Novelist Daniel Handler (a.k.a. Lemony Snicket) is the talented author of “A Series of Unfortunate Events,” a tale of rollicking disaster that’s hugely popular with the eight to 11-year-old set.

In an interview with editor Nadine Epstein in this month’s Moment: Jewish Politics, Culture, Religion magazine, Handler confesses to being raised in a Jewish household where “all major holidays and rituals were kept up but we occasionally lapsed on Sukkot and could never remember what Sh’imini Atzeret was for.”

Here’s more good humor from the interview itself:

How did being brought up Jewish affect you as a writer?

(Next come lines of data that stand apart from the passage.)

//! Storage backend trait and error types.
//!
//! This module defines the `KvBackend` trait that abstracts over different
//! key-value storage implementations (JSON file, in-memory).

use std::collections::HashMap;

use serde_json::Value;
use thiserror::Error;

/// Errors that can occur during key-value store operations.
#[derive(Debug, Error)]
pub enum StorageError {
    /// Underlying file I/O failed.
    #[error("IO error: {0}")]
    Io(#[from] std::io::Error),

    /// A stored value could not be serialized or deserialized.
    #[error("Serialization error: {0}")]
    Serialize(String),

    /// The backend rejected a read or write.
    #[error("Storage error: {0}")]
    Backend(String),
}

impl StorageError {
    /// Create a serialization error.
    pub fn serialize(message: impl Into<String>) -> Self {
        Self::Serialize(message.into())
    }

    /// Create a backend error.
    pub fn backend(message: impl Into<String>) -> Self {
        Self::Backend(message.into())
    }

    /// User-friendly message for UI display.
    pub fn user_message(&self) -> &'static str {
        match self {
            StorageError::Io(_) => "Unable to access saved data. Please try again.",
            StorageError::Serialize(_) => "Saved data is malformed. Consider resetting app data.",
            StorageError::Backend(_) => "A data operation failed. Please try again.",
        }
    }
}

/// Result type for storage operations.
pub type StorageResult<T> = Result<T, StorageError>;

/// Trait for key-value storage backends.
///
/// Mirrors the host store contract: `get` returns only the keys that are
/// present (an absent key is missing from the map, never an error), and
/// `set` applies all entries in one batched write that is atomic per call.
///
/// Note: Implementations don't need to be Sync - the KvClient wrapper handles
/// thread-safe access via Mutex.
pub trait KvBackend: Send {
    /// Read the requested keys. Absent keys are omitted from the result.
    fn get(&self, keys: &[&str]) -> StorageResult<HashMap<String, Value>>;

    /// Write all entries in one batch.
    fn set(&mut self, entries: HashMap<String, Value>) -> StorageResult<()>;
}
use popdash_services::{Settings, SettingsManager, TaskListManager};
use popdash_storage::StorageError;
use popdash_weather::WeatherClient;

use crate::greeting;
use crate::state::{Phase, PopupState};

/// Errors surfaced by popup event handlers.
#[derive(Debug, Error)]
pub enum PopupError {
    /// Empty required input; rejected before any state mutation.
    #[error("Validation error: {0}")]
    Validation(String),

    /// Handler invoked before `init()` completed.
    #[error("Popup not initialized")]
    NotReady,

    /// Underlying store failure.
    #[error("Storage error: {0}")]
    Storage(#[from] StorageError),
}

impl PopupError {
    /// User-friendly message for UI display.
    pub fn user_message(&self) -> String {
        match self {
            Self::Validation(msg) => msg.clone(),
            Self::NotReady => "The popup is still loading. Please wait.".to_string(),
            Self::Storage(e) => e.user_message().to_string(),
        }
    }
}

/// Wires user actions to the settings, task-list and weather components.
pub struct PopupController {
    settings: SettingsManager,
    tasks: TaskListManager,
    weather: WeatherClient,
    state: PopupState,
    phase: Phase,
}

impl PopupController {
    pub fn new(
        settings: SettingsManager,
        tasks: TaskListManager,
        weather: WeatherClient,
    ) -> Self {
        Self {
            settings,
            tasks,
            weather,
            state: PopupState::default(),
            phase: Phase::Uninitialized,
        }
    }

    pub fn state(&self) -> &PopupState {
        &self.state
    }

    pub fn phase(&self) -> Phase {
        self.phase
    }

    /// Initial load: settings, then tasks, then a weather fetch for the
    /// loaded city.
    ///
    /// `Ready` is entered once both loads complete. A weather failure
    /// degrades to a status message and never fails initialization.
    pub async fn init(&mut self) -> Result<(), PopupError> {
        self.state.greeting = greeting::current_greeting().to_string();

        let settings = self.settings.load().await?;
        self.state.city = settings.city;
        self.state.user_name = settings.user_name;

        self.state.tasks = self.tasks.load_all().await?;
        self.phase = Phase::Ready;

        let city = self.state.city.clone();
        self.refresh_weather(&city).await;

        tracing::info!("Popup ready with {} tasks", self.state.tasks.len());
        Ok(())
    }

    /// Save a new city and refresh weather for it.
    pub async fn update_city(&mut self, input: &str) -> Result<(), PopupError> {
        self.ensure_ready()?;

        let city = input.trim();
        if city.is_empty() {
            return Err(self.reject("Please enter a city name"));
        }

        self.save_settings(Settings {
            city: city.to_string(),
            user_name: self.state.user_name.clone(),
        })
        .await?;

        self.state.city = city.to_string();
        self.state.status_message = None;
        let city = city.to_string();
        self.refresh_weather(&city).await;
        Ok(())
    }

    /// Save a new display name.
    pub async fn update_name(&mut self, input: &str) -> Result<(), PopupError> {
        self.ensure_ready()?;

        let name = input.trim();
        if name.is_empty() {
            return Err(self.reject("Please enter a name"));
        }

        self.save_settings(Settings {
            city: self.state.city.clone(),
            user_name: name.to_string(),
        })
        .await?;

        self.state.user_name = name.to_string();
        self.state.status_message = None;
        Ok(())
    }

    /// Append a task to the list.
    pub async fn add_task(&mut self, input: &str) -> Result<(), PopupError> {
        self.ensure_ready()?;

        let task = input.trim();
        if task.is_empty() {
            return Err(self.reject("Field cannot be empty"));
        }

        match self.tasks.append(task).await {
            Ok(updated) => {
                self.state.tasks = updated;
                self.state.status_message = None;
                Ok(())
            }
            Err(e) => {
                tracing::error!("Error saving task: {}", e);
                self.state.status_message = Some(e.user_message().to_string());
                Err(e.into())
            }
        }
    }

    /// Remove every copy of `task` from the list.
    ///
    /// Task strings are the sole identity, so deleting one of two identical
    /// tasks deletes both.
    pub async fn delete_task(&mut self, task: &str) -> Result<(), PopupError> {
        self.ensure_ready()?;

        match self.tasks.remove(task).await {
            Ok(updated) => {
                self.state.tasks = updated;
                self.state.status_message = None;
                Ok(())
            }
            Err(e) => {
                tracing::error!("Error deleting task: {}", e);
                self.state.status_message = Some(e.user_message().to_string());
                Err(e.into())
            }
        }
    }

    fn ensure_ready(&self) -> Result<(), PopupError> {
        match self.phase {
            Phase::Ready => Ok(()),
            Phase::Uninitialized => Err(PopupError::NotReady),
        }
    }

    fn reject(&mut self, message: &str) -> PopupError {
        self.state.status_message = Some(message.to_string());
        PopupError::Validation(message.to_string())
    }

    async fn save_settings(&mut self, settings: Settings) -> Result<(), PopupError> {
        if let Err(e) = self.settings.save(&settings).await {
            tracing::error!("Error saving settings: {}", e);
            self.state.status_message = Some(e.user_message().to_string());
            return Err(e.into());
        }
        Ok(())
    }

    /// Fetch weather for `city`; on failure keep the previous snapshot and
    /// surface the error as a status message.
    async fn refresh_weather(&mut self, city: &str) {
        match self.weather.fetch(city).await {
            Ok(snapshot) => {
                self.state.weather = Some(snapshot);
            }
            Err(e) => {
                tracing::error!("Error fetching weather data: {}", e);
                self.state.status_message = Some(e.user_message());
            }
        }
    }
}
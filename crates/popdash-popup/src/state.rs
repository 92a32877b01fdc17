//! Display state for the popup.
//!
//! All mutable UI state lives in this explicit struct, passed to handlers,
//! rather than in ambient globals.

use popdash_weather::WeatherSnapshot;

/// Controller lifecycle phase.
///
/// `Ready` is entered only after the initial settings load and task-list load
/// both complete; the popup stays `Ready` until closed.
#[derive(Debug, Clone, Copy, PartialEq, Eq, Default)]
pub enum Phase {
    #[default]
    Uninitialized,
    Ready,
}

/// Everything the popup renders.
#[derive(Debug, Clone, Default)]
pub struct PopupState {
    /// Time-of-day greeting text.
    pub greeting: String,
    /// Display name from settings.
    pub user_name: String,
    /// Configured city from settings.
    pub city: String,
    /// Last successfully fetched weather; kept across failed refreshes.
    pub weather: Option<WeatherSnapshot>,
    /// Task list in storage order (render order).
    pub tasks: Vec<String>,
    /// Transient user-visible message (validation, weather or storage error).
    pub status_message: Option<String>,
}

impl PopupState {
    /// Render the state as display lines for a text surface.
    pub fn render(&self) -> String {
        let mut lines = vec![
            format!("{}, {}", self.greeting, self.user_name),
            format!("City: {}", self.city),
        ];

        match &self.weather {
            Some(w) => {
                lines.push(format!("{}: {}", self.city, w.description));
                lines.push(format!("{}°C", w.temperature_celsius));
                lines.push(format!("Icon: {}", w.icon_url));
            }
            None => lines.push("Weather unavailable".to_string()),
        }

        if self.tasks.is_empty() {
            lines.push("No tasks".to_string());
        } else {
            for task in &self.tasks {
                lines.push(format!("- {}", task));
            }
        }

        if let Some(message) = &self.status_message {
            lines.push(format!("! {}", message));
        }

        lines.join("\n")
    }
}

#[cfg(test)]
mod tests {
    #![allow(clippy::unwrap_used, clippy::expect_used, clippy::panic)]
    use super::*;

    #[test]
    fn test_default_phase_is_uninitialized() {
        assert_eq!(Phase::default(), Phase::Uninitialized);
    }

    #[test]
    fn test_render_includes_tasks_in_order() {
        let state = PopupState {
            greeting: "Good morning".to_string(),
            user_name: "Alex".to_string(),
            city: "Paris".to_string(),
            tasks: vec!["first".to_string(), "second".to_string()],
            ..Default::default()
        };

        let rendered = state.render();
        let first = rendered.find("- first").unwrap();
        let second = rendered.find("- second").unwrap();
        assert!(first < second);
    }

    #[test]
    fn test_render_without_weather() {
        let state = PopupState::default();
        assert!(state.render().contains("Weather unavailable"));
    }
}
//! Popup controller for Popdash
//!
//! Wires user actions to the settings, task-list and weather components and
//! owns the initial load sequencing.

pub mod controller;
pub mod greeting;
pub mod state;

pub use controller::{PopupController, PopupError};
pub use greeting::{current_greeting, greeting_for_hour};
pub use state::{Phase, PopupState};
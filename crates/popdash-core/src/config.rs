use anyhow::{Context, Result};
use serde::{Deserialize, Serialize};
use std::path::{Path, PathBuf};
use url::Url;

/// Configuration validation errors
#[derive(Debug, Clone)]
pub struct ConfigValidationError {
    pub field: String,
    pub message: String,
}

impl std::fmt::Display for ConfigValidationError {
    fn fmt(&self, f: &mut std::fmt::Formatter<'_>) -> std::fmt::Result {
        write!(f, "{}: {}", self.field, self.message)
    }
}

/// Result of config validation
#[derive(Debug, Clone, Default)]
pub struct ValidationResult {
    pub errors: Vec<ConfigValidationError>,
    pub warnings: Vec<ConfigValidationError>,
}

impl ValidationResult {
    /// Returns true if there are no errors (warnings are OK)
    pub fn is_valid(&self) -> bool {
        self.errors.is_empty()
    }

    /// Add an error
    pub fn add_error(&mut self, field: impl Into<String>, message: impl Into<String>) {
        self.errors.push(ConfigValidationError {
            field: field.into(),
            message: message.into(),
        });
    }

    /// Add a warning
    pub fn add_warning(&mut self, field: impl Into<String>, message: impl Into<String>) {
        self.warnings.push(ConfigValidationError {
            field: field.into(),
            message: message.into(),
        });
    }

    /// Get a user-friendly message summarizing all errors
    pub fn error_summary(&self) -> String {
        if self.errors.is_empty() {
            return String::new();
        }
        self.errors
            .iter()
            .map(|e| e.to_string())
            .collect::<Vec<_>>()
            .join("; ")
    }
}

#[derive(Debug, Clone, Serialize, Deserialize)]
pub struct Config {
    /// Application configuration directory
    pub config_dir: PathBuf,

    /// Weather provider settings
    #[serde(default)]
    pub weather: WeatherConfig,

    /// Persistent key-value store settings
    #[serde(default)]
    pub storage: StorageConfig,
}

#[derive(Debug, Clone, Serialize, Deserialize)]
pub struct WeatherConfig {
    /// Base URL for the weather API
    #[serde(default = "default_weather_base_url")]
    pub base_url: String,

    /// API key for the weather provider (optional, can be set via environment)
    pub api_key: Option<String>,
}

fn default_weather_base_url() -> String {
    "https://api.openweathermap.org".to_string()
}

impl Default for WeatherConfig {
    fn default() -> Self {
        Self {
            base_url: default_weather_base_url(),
            api_key: std::env::var("POPDASH_WEATHER_API_KEY").ok(),
        }
    }
}

impl WeatherConfig {
    /// Effective API key, or empty string when unset.
    pub fn api_key(&self) -> &str {
        self.api_key.as_deref().unwrap_or("")
    }
}

#[derive(Debug, Clone, Serialize, Deserialize)]
pub struct StorageConfig {
    /// Path to the JSON data file backing the key-value store
    #[serde(default = "default_data_file_str")]
    pub data_file: String,
}

fn default_data_file_str() -> String {
    default_data_file().to_string_lossy().into_owned()
}

fn default_data_file() -> PathBuf {
    dirs::config_dir()
        .unwrap_or_else(|| PathBuf::from("."))
        .join("popdash")
        .join("store.json")
}

impl Default for StorageConfig {
    fn default() -> Self {
        Self {
            data_file: default_data_file_str(),
        }
    }
}

impl StorageConfig {
    pub fn data_path(&self) -> PathBuf {
        PathBuf::from(&self.data_file)
    }
}

impl Default for Config {
    fn default() -> Self {
        let config_dir = dirs::config_dir()
            .unwrap_or_else(|| PathBuf::from("."))
            .join("popdash");

        Self {
            config_dir,
            weather: WeatherConfig::default(),
            storage: StorageConfig::default(),
        }
    }
}

impl Config {
    /// Load configuration from file, creating default if it doesn't exist
    pub fn load() -> Result<Self> {
        Self::load_from(&Self::config_path()?)
    }

    /// Load configuration from an explicit path (used by tests)
    pub fn load_from(config_path: &Path) -> Result<Self> {
        if !config_path.exists() {
            let config = Self::default();
            config.save_to(config_path)?;
            return Ok(config);
        }

        let contents = std::fs::read_to_string(config_path)
            .context("Failed to read config file")?;

        let config: Config = toml::from_str(&contents)
            .context("Failed to parse config file")?;

        Ok(config)
    }

    /// Load configuration and validate it
    ///
    /// Returns the config along with any validation warnings.
    /// Returns an error if validation fails with critical errors.
    pub fn load_validated() -> Result<(Self, ValidationResult)> {
        let config = Self::load()?;
        let validation = config.validate();

        if !validation.is_valid() {
            anyhow::bail!(
                "Configuration validation failed: {}",
                validation.error_summary()
            );
        }

        if !validation.warnings.is_empty() {
            for warning in &validation.warnings {
                tracing::warn!("Config warning: {}", warning);
            }
        }

        Ok((config, validation))
    }

    /// Validate the configuration
    ///
    /// Returns a ValidationResult containing any errors or warnings.
    pub fn validate(&self) -> ValidationResult {
        let mut result = ValidationResult::default();

        self.validate_url(&self.weather.base_url, "weather.base_url", &mut result);

        if self.weather.api_key().is_empty() {
            result.add_warning(
                "weather.api_key",
                "Weather API key not configured - weather lookups will fail",
            );
        }

        if self.storage.data_file.trim().is_empty() {
            result.add_error("storage.data_file", "Data file path cannot be empty");
        }

        result
    }

    /// Validate a URL field
    fn validate_url(&self, url_str: &str, field_name: &str, result: &mut ValidationResult) {
        match Url::parse(url_str) {
            Ok(url) => {
                if url.scheme() != "http" && url.scheme() != "https" {
                    result.add_error(
                        field_name,
                        format!("URL must use http or https scheme, got: {}", url.scheme()),
                    );
                }

                if url.host().is_none() {
                    result.add_error(field_name, "URL must have a host");
                }
            }
            Err(e) => {
                result.add_error(field_name, format!("Invalid URL: {}", e));
            }
        }
    }

    /// Save configuration to its default location
    pub fn save(&self) -> Result<()> {
        self.save_to(&Self::config_path()?)
    }

    fn save_to(&self, config_path: &Path) -> Result<()> {
        if let Some(parent) = config_path.parent() {
            std::fs::create_dir_all(parent)
                .context("Failed to create config directory")?;
        }

        let contents = toml::to_string_pretty(self)
            .context("Failed to serialize config")?;

        std::fs::write(config_path, contents)
            .context("Failed to write config file")?;

        Ok(())
    }

    /// Get the path to the configuration file
    fn config_path() -> Result<PathBuf> {
        let config_dir = dirs::config_dir()
            .context("Failed to get config directory")?
            .join("popdash");

        Ok(config_dir.join("config.toml"))
    }
}
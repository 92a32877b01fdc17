//! In-memory key-value backend.
//!
//! Used by tests across the workspace and for ephemeral runs where nothing
//! should touch the filesystem.

use std::collections::HashMap;

use serde_json::Value;

use crate::backend::{KvBackend, StorageResult};

/// In-memory key-value backend.
#[derive(Debug, Default)]
pub struct MemoryBackend {
    entries: HashMap<String, Value>,
}

impl MemoryBackend {
    /// Create an empty in-memory backend.
    pub fn new() -> Self {
        Self::default()
    }

    /// Create a backend pre-seeded with entries (for tests).
    pub fn with_entries(entries: HashMap<String, Value>) -> Self {
        Self { entries }
    }
}

impl KvBackend for MemoryBackend {
    fn get(&self, keys: &[&str]) -> StorageResult<HashMap<String, Value>> {
        let mut result = HashMap::new();
        for key in keys {
            if let Some(value) = self.entries.get(*key) {
                result.insert((*key).to_string(), value.clone());
            }
        }
        Ok(result)
    }

    fn set(&mut self, entries: HashMap<String, Value>) -> StorageResult<()> {
        self.entries.extend(entries);
        Ok(())
    }
}
//! Async client over a sync key-value backend.
//!
//! `KvClient` gives the rest of the workspace the asynchronous store contract
//! the popup expects, while backend work runs on the blocking thread pool.

use std::collections::HashMap;
use std::sync::Arc;

use parking_lot::Mutex;
use serde_json::Value;

use crate::backend::{KvBackend, StorageError, StorageResult};

/// Cloneable async handle to a key-value backend.
#[derive(Clone)]
pub struct KvClient {
    backend: Arc<Mutex<dyn KvBackend>>,
}

impl KvClient {
    /// Wrap a backend in an async client.
    pub fn new<B: KvBackend + 'static>(backend: B) -> Self {
        Self {
            backend: Arc::new(Mutex::new(backend)),
        }
    }

    /// Read the requested keys. Absent keys are omitted from the result.
    pub async fn get(&self, keys: &[&str]) -> StorageResult<HashMap<String, Value>> {
        let backend = self.backend.clone();
        let keys: Vec<String> = keys.iter().map(|k| (*k).to_string()).collect();
        tokio::task::spawn_blocking(move || {
            let refs: Vec<&str> = keys.iter().map(String::as_str).collect();
            backend.lock().get(&refs)
        })
        .await
        .map_err(|e| StorageError::backend(format!("storage task failed: {}", e)))?
    }

    /// Write all entries in one batched call.
    pub async fn set(&self, entries: HashMap<String, Value>) -> StorageResult<()> {
        let backend = self.backend.clone();
        tokio::task::spawn_blocking(move || backend.lock().set(entries))
            .await
            .map_err(|e| StorageError::backend(format!("storage task failed: {}", e)))?
    }

    /// Read a single key, `None` when absent.
    pub async fn get_one(&self, key: &str) -> StorageResult<Option<Value>> {
        let mut result = self.get(&[key]).await?;
        Ok(result.remove(key))
    }

    /// Write a single key.
    pub async fn set_one(&self, key: &str, value: Value) -> StorageResult<()> {
        let mut entries = HashMap::new();
        entries.insert(key.to_string(), value);
        self.set(entries).await
    }
}

impl std::fmt::Debug for KvClient {
    fn fmt(&self, f: &mut std::fmt::Formatter<'_>) -> std::fmt::Result {
        f.debug_tuple("KvClient").finish()
    }
}
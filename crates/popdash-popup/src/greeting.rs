//! Time-of-day greeting selection.

use chrono::{Local, Timelike};

/// Greeting for a given hour of day (0-23).
pub fn greeting_for_hour(hour: u32) -> &'static str {
    match hour {
        5..=11 => "Good morning",
        12..=17 => "Good afternoon",
        18..=20 => "Good evening",
        _ => "Good night",
    }
}

/// Greeting for the current local time.
pub fn current_greeting() -> &'static str {
    greeting_for_hour(Local::now().hour())
}
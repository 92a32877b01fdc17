use serde::{Deserialize, Serialize};
use thiserror::Error;

/// Transient result of a single weather query. Never persisted.
#[derive(Debug, Clone, PartialEq, Serialize, Deserialize)]
pub struct WeatherSnapshot {
    /// Human-readable condition, e.g. "scattered clouds".
    pub description: String,
    /// Metric temperature.
    pub temperature_celsius: f64,
    /// Fully resolved icon image URL.
    pub icon_url: String,
}

/// Weather lookup errors.
#[derive(Debug, Error)]
pub enum WeatherError {
    /// The API answered with a non-success status code; carries the payload's
    /// message field.
    #[error("Weather API error: {0}")]
    Api(String),

    /// The network call itself failed.
    #[error("Network error: {0}")]
    Network(#[from] reqwest::Error),

    /// The payload was missing expected fields.
    #[error("Parse error: {0}")]
    Parse(String),
}

impl WeatherError {
    /// User-friendly message for UI display.
    pub fn user_message(&self) -> String {
        match self {
            Self::Api(msg) => format!("Weather service error: {}", msg),
            Self::Network(_) => "Unable to reach the weather service. Check your connection."
                .to_string(),
            Self::Parse(_) => "Received an unexpected weather response.".to_string(),
        }
    }
}
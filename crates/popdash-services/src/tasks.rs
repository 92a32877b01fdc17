//! Persistent to-do list over the key-value store.
//!
//! The list is an ordered, duplicate-permitting `Vec<String>` stored whole
//! under the `tasks` key; storage order is render order. Task strings are the
//! sole identity, so removing a task removes every textually identical copy.
//!
//! Each mutation is a read-modify-write round trip against the store, which
//! would lose an update if two mutations raced on the same prior list. Every
//! mutation therefore runs under an internal mutex, so concurrent calls
//! serialize and both effects persist.

use std::sync::Arc;

use serde_json::{json, Value};
use tokio::sync::Mutex;

use popdash_storage::{KvClient, StorageError, StorageResult};

const TASKS_KEY: &str = "tasks";

/// Reads and mutates the task list through the key-value store.
#[derive(Debug, Clone)]
pub struct TaskListManager {
    store: KvClient,
    // Serializes read-modify-write round trips (single-flight queue).
    write_lock: Arc<Mutex<()>>,
}

impl TaskListManager {
    pub fn new(store: KvClient) -> Self {
        Self {
            store,
            write_lock: Arc::new(Mutex::new(())),
        }
    }

    /// Load the full task list; a missing key reads as an empty list.
    pub async fn load_all(&self) -> StorageResult<Vec<String>> {
        match self.store.get_one(TASKS_KEY).await? {
            Some(value) => Self::decode(value),
            None => Ok(Vec::new()),
        }
    }

    /// Append `task` to the end of the list and return the updated list.
    pub async fn append(&self, task: &str) -> StorageResult<Vec<String>> {
        let _guard = self.write_lock.lock().await;

        let mut tasks = self.load_all().await?;
        tasks.push(task.to_string());
        self.store.set_one(TASKS_KEY, json!(tasks)).await?;

        tracing::debug!("Task saved: {}", task);
        Ok(tasks)
    }

    /// Remove every element equal to `task` and return the updated list.
    ///
    /// Removing an absent task succeeds as a no-op (the unchanged list is
    /// rewritten). Duplicate task strings are indistinguishable, so all
    /// matching copies go together.
    pub async fn remove(&self, task: &str) -> StorageResult<Vec<String>> {
        let _guard = self.write_lock.lock().await;

        let tasks = self.load_all().await?;
        let remaining: Vec<String> = tasks.into_iter().filter(|t| t != task).collect();
        self.store.set_one(TASKS_KEY, json!(remaining)).await?;

        tracing::debug!("Task deleted: {}", task);
        Ok(remaining)
    }

    fn decode(value: Value) -> StorageResult<Vec<String>> {
        serde_json::from_value(value)
            .map_err(|e| StorageError::serialize(format!("tasks key is not a string list: {}", e)))
    }
}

…certainly it would have been really surprising if I grew up to be a cardinal, with my Jewish upbringing. But I think there’s a certain sensibility that that kind of Jewish household can exhibit and that probably shows in my writing. There’s a great deal of guilt and wringing of hands in A Series of Unfortunate Events. That’s very Jewish.

Was there a lot of guilt and wringing of hands when you were growing up?

There weren’t any major catastrophes in my family while I was a child, but there was the usual Jewish angst that pervades even the heathiest households.

Is the world in “A Series of Unfortunate Events” a world without God?

God is not a character in A Series of Unfortunate Events. The narrator mentions at one point that the characters often felt as if there was something powerful over them which made no move to help them and was perhaps even laughing at their misfortune. But whether that person was God or the author is up for grabs.